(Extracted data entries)
******

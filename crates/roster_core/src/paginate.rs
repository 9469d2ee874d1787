//! Stateless page slicing.
//!
//! Pages are 1-indexed. Out-of-range pages yield empty slices instead of
//! errors; the caller owns the current-page state.

/// Returns the slice for `page`, clamped to `items.len()`.
pub fn paginate<T>(items: &[T], page: usize, page_size: usize) -> &[T] {
    if page == 0 || page_size == 0 {
        return &[];
    }
    let Some(start) = (page - 1).checked_mul(page_size) else {
        return &[];
    };
    if start >= items.len() {
        return &[];
    }
    let end = start.saturating_add(page_size).min(items.len());
    &items[start..end]
}

/// `ceil(count / page_size)`; zero when either input is zero.
pub fn total_pages(count: usize, page_size: usize) -> usize {
    if page_size == 0 {
        return 0;
    }
    count.div_ceil(page_size)
}

/// One rendered page plus the metadata pagination controls need.
#[derive(Debug, Clone, PartialEq)]
pub struct PageView<T> {
    pub items: Vec<T>,
    pub page: usize,
    pub page_size: usize,
    pub total_pages: usize,
    /// Number of records matching the active criteria, across all pages.
    pub total_matches: usize,
}

impl<T: Clone> PageView<T> {
    /// Slices `matches` for `page`.
    pub fn build(matches: &[T], page: usize, page_size: usize) -> Self {
        Self {
            items: paginate(matches, page, page_size).to_vec(),
            page,
            page_size,
            total_pages: total_pages(matches.len(), page_size),
            total_matches: matches.len(),
        }
    }
}

impl<T> PageView<T> {
    pub fn is_empty(&self) -> bool {
        self.items.is_empty()
    }

    pub fn has_previous(&self) -> bool {
        self.page > 1
    }

    pub fn has_next(&self) -> bool {
        self.page < self.total_pages
    }

    /// Controls are hidden while every match fits on one page.
    pub fn shows_controls(&self) -> bool {
        self.total_matches > self.page_size
    }

    pub fn page_numbers(&self) -> std::ops::RangeInclusive<usize> {
        1..=self.total_pages
    }
}
//! SQLite-backed key-value backend.
//!
//! # Invariants
//! - Writes are upserts; the latest value for a key wins.

use crate::db::{open_db, open_db_in_memory};
use crate::storage::{KeyValueStore, StorageResult};
use rusqlite::{params, Connection, OptionalExtension};
use std::path::Path;

/// Key-value table on a migrated connection.
#[derive(Debug)]
pub struct SqliteKeyValueStore {
    conn: Connection,
}

impl SqliteKeyValueStore {
    /// Wraps a connection returned by `open_db`/`open_db_in_memory`.
    pub fn new(conn: Connection) -> Self {
        Self { conn }
    }

    pub fn open(path: impl AsRef<Path>) -> StorageResult<Self> {
        Ok(Self::new(open_db(path)?))
    }

    pub fn open_in_memory() -> StorageResult<Self> {
        Ok(Self::new(open_db_in_memory()?))
    }

    pub fn connection(&self) -> &Connection {
        &self.conn
    }
}

impl KeyValueStore for SqliteKeyValueStore {
    fn get(&self, key: &str) -> StorageResult<Option<String>> {
        let value = self
            .conn
            .query_row(
                "SELECT value FROM kv_store WHERE key = ?1;",
                [key],
                |row| row.get::<_, String>(0),
            )
            .optional()?;
        Ok(value)
    }

    fn set(&self, key: &str, value: &str) -> StorageResult<()> {
        self.conn.execute(
            "INSERT INTO kv_store (key, value) VALUES (?1, ?2)
             ON CONFLICT(key) DO UPDATE SET
                value = excluded.value,
                updated_at = (strftime('%s', 'now') * 1000);",
            params![key, value],
        )?;
        Ok(())
    }
}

******

- _EXERCISE DIRECTIONS_: Tell me how many lines of the records include the word "path", replying with the number alone.

- _EXERCISE RESPONSE_: 3